The scientific community reacted with predictable skepticism, and, indeed, outrage. Not all hypotheses are worthy of being entertained, and this was one of them. Elsevier, the publisher of the journal, at first dug in its heels, refusing to retract the paper from Science of the Total Environment. But now, according to New Scientist, the pushback has gotten so strong, and the scientific objections so numerous, that they’ve finally retracted the paper. Click on the first screenshot below, which also has a link to the second one, where the paper has disappeared to be replaced by a retraction notice:

Here are a few of the scientific objections:

“A paper like this gets out there, it’s published in some supposedly peer-reviewed journal—it makes the rest of the field look stupid,” says Joe Kirschvink, a Caltech geobiologist whose research areas include sensing of magnetic fields by humans and other animals. “And that’s a harmful thing.”

Kirschvink says the paper contains multiple basic errors. For example, while very strong magnetic fields can indeed influence chemical reactions, the long-wavelength anomalies that are central to the study’s thesis are “three or four orders of magnitude off” from what would be required for such effects, he says. “This results section is a salad of different ideas taken out of context.”

The study also suggests, without experimental evidence, that jade amulets might protect wearers by countering the effects of the long-wavelength anomalies, an idea Bility says he based on records of practices by ancient people in China and elsewhere during a period when geomagnetic conditions were similar to what they are now. Kirschvink says the study’s description of jade’s magnetic properties is incorrect, and that in jade, “the paramagnetic minerals are so weakly magnetized, they’re not going to do anything in these fields.”

Kirschvink says he’s heard from fellow geomagnetics researchers who “are upset that their data is being used in a nonsensical way” in the paper.
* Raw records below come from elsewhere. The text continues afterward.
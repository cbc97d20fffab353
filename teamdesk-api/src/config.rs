/// Configuration management for the API server
///
/// Configuration is read from environment variables (and a `.env` file when
/// present) into a typed [`Config`] that is built once at startup.
///
/// # Environment Variables
///
/// - `API_HOST`: host to bind to (default: 0.0.0.0)
/// - `API_PORT`: port to bind to (default: 8080)
/// - `APP_ENV`: `development` or `production` (default: development)
/// - `DATABASE_URL`: PostgreSQL connection string (required)
/// - `DATABASE_MAX_CONNECTIONS`: pool size (default: 10)
/// - `JWT_SECRET`: token signing secret, at least 32 characters (required)
/// - `JWT_ALGORITHM`: HS256, HS384 or HS512 (default: HS256)
/// - `ACCESS_TOKEN_EXPIRE_MINUTES`: session lifetime (default: 30, at most
///   one year)
/// - `SUPERADMIN_USERNAME` / `SUPERADMIN_PASSWORD`: optional bootstrap admin
///   login for `/admin`, both or neither
/// - `RUST_LOG`, `LOG_FORMAT`: logging filter and `json` output
///
/// # Example
///
/// ```no_run
/// use teamdesk_api::config::Config;
///
/// # fn example() -> anyhow::Result<()> {
/// let config = Config::from_env()?;
/// println!("Server will listen on {}", config.bind_address());
/// # Ok(())
/// # }
/// ```

use std::env;

use serde::{Deserialize, Serialize};
use teamdesk_shared::auth::jwt::TokenSettings;
use teamdesk_shared::auth::password::constant_time_eq;
use teamdesk_shared::db::pool::DatabaseConfig as PoolConfig;

/// Longest accepted session lifetime: one year
pub const MAX_TOKEN_TTL_MINUTES: i64 = 365 * 24 * 60;

/// Complete application configuration
#[derive(Debug, Clone, Serialize, Deserialize)]
pub struct Config {
    pub api: ApiConfig,
    pub mode: AppMode,
    pub database: DatabaseConfig,
    pub jwt: JwtConfig,
    pub superadmin: Option<SuperadminConfig>,
}

/// Deployment mode
///
/// Development applies migrations at startup; production marks the session
/// cookie `Secure` and sends HSTS.
#[derive(Debug, Clone, Copy, PartialEq, Eq, Serialize, Deserialize)]
#[serde(rename_all = "lowercase")]
pub enum AppMode {
    Development,
    Production,
}

#[derive(Debug, Clone, Serialize, Deserialize)]
pub struct ApiConfig {
    pub host: String,
    pub port: u16,
}

#[derive(Debug, Clone, Serialize, Deserialize)]
pub struct DatabaseConfig {
    /// PostgreSQL connection URL
    pub url: String,

    /// Maximum number of connections in pool
    pub max_connections: u32,
}

#[derive(Debug, Clone, Serialize, Deserialize)]
pub struct JwtConfig {
    /// Secret key for token signing
    ///
    /// Must be kept secret and be at least 32 bytes.
    /// Generate with: `openssl rand -hex 32`
    #[serde(skip_serializing)]
    pub secret: String,

    pub algorithm: String,

    /// Lifetime of a session token and its cookie
    pub ttl_minutes: i64,
}

/// Bootstrap administrator credentials for `/admin/login`
#[derive(Debug, Clone, Serialize, Deserialize)]
pub struct SuperadminConfig {
    pub username: String,

    #[serde(skip_serializing)]
    pub password: String,
}

impl SuperadminConfig {
    /// Both fields are always compared, each in constant time
    pub fn matches(&self, username: &str, password: &str) -> bool {
        let username_ok = constant_time_eq(&self.username, username);
        let password_ok = constant_time_eq(&self.password, password);
        username_ok & password_ok
    }
}

impl Config {
    /// Loads configuration from the process environment
    ///
    /// # Errors
    ///
    /// Returns an error if a required variable is missing or a value is invalid.
    pub fn from_env() -> anyhow::Result<Self> {
        // Load .env file if present (for development)
        dotenvy::dotenv().ok();

        Self::from_vars(|key| env::var(key).ok())
    }

    /// Builds configuration from an arbitrary variable lookup
    pub fn from_vars<F>(lookup: F) -> anyhow::Result<Self>
    where
        F: Fn(&str) -> Option<String>,
    {
        let var = |key: &str, default: &str| lookup(key).unwrap_or_else(|| default.to_string());

        let host = var("API_HOST", "0.0.0.0");
        let port = var("API_PORT", "8080")
            .parse::<u16>()
            .map_err(|e| anyhow::anyhow!("API_PORT is invalid: {}", e))?;

        let mode = match var("APP_ENV", "development").to_ascii_lowercase().as_str() {
            "development" | "dev" => AppMode::Development,
            "production" | "prod" => AppMode::Production,
            other => anyhow::bail!("APP_ENV must be development or production, got {}", other),
        };

        let url = lookup("DATABASE_URL")
            .ok_or_else(|| anyhow::anyhow!("DATABASE_URL environment variable is required"))?;
        let max_connections = var("DATABASE_MAX_CONNECTIONS", "10")
            .parse::<u32>()
            .map_err(|e| anyhow::anyhow!("DATABASE_MAX_CONNECTIONS is invalid: {}", e))?;

        let secret = lookup("JWT_SECRET")
            .ok_or_else(|| anyhow::anyhow!("JWT_SECRET environment variable is required"))?;
        if secret.len() < 32 {
            anyhow::bail!("JWT_SECRET must be at least 32 characters long");
        }
        let algorithm = var("JWT_ALGORITHM", "HS256");
        let ttl_minutes = var("ACCESS_TOKEN_EXPIRE_MINUTES", "30")
            .parse::<i64>()
            .map_err(|e| anyhow::anyhow!("ACCESS_TOKEN_EXPIRE_MINUTES is invalid: {}", e))?;
        if !(1..=MAX_TOKEN_TTL_MINUTES).contains(&ttl_minutes) {
            anyhow::bail!(
                "ACCESS_TOKEN_EXPIRE_MINUTES must be between 1 and {}",
                MAX_TOKEN_TTL_MINUTES
            );
        }

        let superadmin = match (lookup("SUPERADMIN_USERNAME"), lookup("SUPERADMIN_PASSWORD")) {
            (Some(username), Some(password)) if !username.is_empty() && !password.is_empty() => {
                Some(SuperadminConfig { username, password })
            }
            (None, None) => None,
            _ => anyhow::bail!("SUPERADMIN_USERNAME and SUPERADMIN_PASSWORD must be set together"),
        };

        Ok(Self {
            api: ApiConfig { host, port },
            mode,
            database: DatabaseConfig {
                url,
                max_connections,
            },
            jwt: JwtConfig {
                secret,
                algorithm,
                ttl_minutes,
            },
            superadmin,
        })
    }

    /// Returns the server bind address
    pub fn bind_address(&self) -> String {
        format!("{}:{}", self.api.host, self.api.port)
    }

    pub fn is_production(&self) -> bool {
        self.mode == AppMode::Production
    }

    /// Settings for the shared token issuer
    pub fn token_settings(&self) -> TokenSettings {
        TokenSettings {
            secret: self.jwt.secret.clone(),
            algorithm: self.jwt.algorithm.clone(),
            ttl: chrono::Duration::minutes(self.jwt.ttl_minutes),
        }
    }

    /// Settings for the shared connection pool
    pub fn pool_config(&self) -> PoolConfig {
        PoolConfig {
            url: self.database.url.clone(),
            max_connections: self.database.max_connections,
            ..Default::default()
        }
    }
}

#[cfg(test)]
mod tests {
    use super::*;
    use std::collections::HashMap;

    const SECRET: &str = "test-secret-key-at-least-32-bytes-long";

    fn load(pairs: &[(&str, &str)]) -> anyhow::Result<Config> {
        let vars: HashMap<String, String> = pairs
            .iter()
            .map(|(k, v)| (k.to_string(), v.to_string()))
            .collect();
        Config::from_vars(|key| vars.get(key).cloned())
    }

    fn required() -> Vec<(&'static str, &'static str)> {
        vec![
            ("DATABASE_URL", "postgresql://localhost/teamdesk"),
            ("JWT_SECRET", SECRET),
        ]
    }

    #[test]
    fn test_defaults() {
        let config = load(&required()).unwrap();

        assert_eq!(config.bind_address(), "0.0.0.0:8080");
        assert_eq!(config.mode, AppMode::Development);
        assert_eq!(config.database.max_connections, 10);
        assert_eq!(config.jwt.algorithm, "HS256");
        assert_eq!(config.jwt.ttl_minutes, 30);
        assert!(config.superadmin.is_none());
        assert!(!config.is_production());
    }

    #[test]
    fn test_overrides() {
        let mut vars = required();
        vars.extend([
            ("API_HOST", "127.0.0.1"),
            ("API_PORT", "9000"),
            ("APP_ENV", "production"),
            ("ACCESS_TOKEN_EXPIRE_MINUTES", "90"),
            ("JWT_ALGORITHM", "HS512"),
            ("SUPERADMIN_USERNAME", "root"),
            ("SUPERADMIN_PASSWORD", "hunter22"),
        ]);
        let config = load(&vars).unwrap();

        assert_eq!(config.bind_address(), "127.0.0.1:9000");
        assert!(config.is_production());
        assert_eq!(config.token_settings().ttl, chrono::Duration::minutes(90));
        assert_eq!(config.superadmin.as_ref().map(|s| s.username.as_str()), Some("root"));
    }

    #[test]
    fn test_missing_required() {
        assert!(load(&[("JWT_SECRET", SECRET)]).is_err());
        assert!(load(&[("DATABASE_URL", "postgresql://localhost/x")]).is_err());
    }

    #[test]
    fn test_short_secret_rejected() {
        let result = load(&[
            ("DATABASE_URL", "postgresql://localhost/x"),
            ("JWT_SECRET", "short"),
        ]);
        assert!(result.is_err());
    }

    #[test]
    fn test_invalid_values_rejected() {
        for (key, value) in [
            ("API_PORT", "eighty"),
            ("APP_ENV", "staging"),
            ("ACCESS_TOKEN_EXPIRE_MINUTES", "0"),
            ("ACCESS_TOKEN_EXPIRE_MINUTES", "527041"),
            ("ACCESS_TOKEN_EXPIRE_MINUTES", "9223372036854775807"),
            ("SUPERADMIN_USERNAME", "root"),
        ] {
            let mut vars = required();
            vars.push((key, value));
            assert!(load(&vars).is_err(), "{}={} should be rejected", key, value);
        }
    }

    #[test]
    fn test_secrets_not_serialized() {
        let mut vars = required();
        vars.extend([("SUPERADMIN_USERNAME", "root"), ("SUPERADMIN_PASSWORD", "hunter22")]);
        let json = serde_json::to_string(&load(&vars).unwrap()).unwrap();

        assert!(!json.contains(SECRET));
        assert!(!json.contains("hunter22"));
    }

    #[test]
    fn test_token_ttl_upper_bound() {
        let mut vars = required();
        vars.push(("ACCESS_TOKEN_EXPIRE_MINUTES", "525600"));
        let config = load(&vars).unwrap();

        assert_eq!(config.jwt.ttl_minutes, MAX_TOKEN_TTL_MINUTES);
        assert_eq!(config.token_settings().ttl, chrono::Duration::days(365));
    }

    #[test]
    fn test_superadmin_matches() {
        let superadmin = SuperadminConfig {
            username: "root".to_string(),
            password: "root-password".to_string(),
        };

        assert!(superadmin.matches("root", "root-password"));
        assert!(!superadmin.matches("root", "root-passwor"));
        assert!(!superadmin.matches("admin", "root-password"));
        assert!(!superadmin.matches("", ""));
    }
}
The study has also attracted derision on Twitter and PubPeer. Johns Hopkins University School of Medicine extracellular vesicle researcher Kenneth Witwer was among those who criticized the paper on PubPeer, writing in part, “Almost all symptoms were restricted to Room Number 1 of two adjacent rooms in Pittsburgh, suggesting that some agent such as an undetected pathogen was responsible for symptoms. Effects of the earth’s magnetic field would presumably be similar in side-by-side rooms at the same facility.”

The retraction notice:

 

But this isn’t over yet. Bility, who can’t seem to let go of this hypothesis, plans to resubmit a revised paper:

Bility says that in light of the blowback his work has received, he regrets including his coauthors on the paper, and he takes full responsibility for its ideas. His intention, he says, was not to undermine public health officials, but to propose a hypothesis for further discussion and investigation, and he plans to resubmit the paper as a sole author and without mentions of jade amulets or traditional Chinese medicine.

Both Witwer and Kirschvink say the paper’s publication represents a failure of peer review. According to Damià Barceló, the editor at Science of the Total Environment who handled the submission, it had two reviewers, a hydrogeologist and an epidemiologist-toxicologist. In an email to The Scientist yesterday, he wrote that he expects the retraction will take hours or days to appear in Elsevier’s system, and that the resubmitted paper will need to be sent for peer review again before a final decision is made about its acceptance.

Anybody betting that a. there will be a revised paper? Or b. that if there is one, it’ll be accepted? My bet is that Bility will never live this down: he’ll always be the “jade amulets on rats” guy, and shame on the reviewers and editor for publishing this travesty in the first place. It had absolutely no earmarks of serious science.

Finally, although initially people said this paper was just a quirk in the career of a serious scientist, a glance at Bility’s Academia.edu list of publications and manuscripts shows some other dubious work, including this one:

There are also some physics-like papers, including one proposing a “theory of everything.”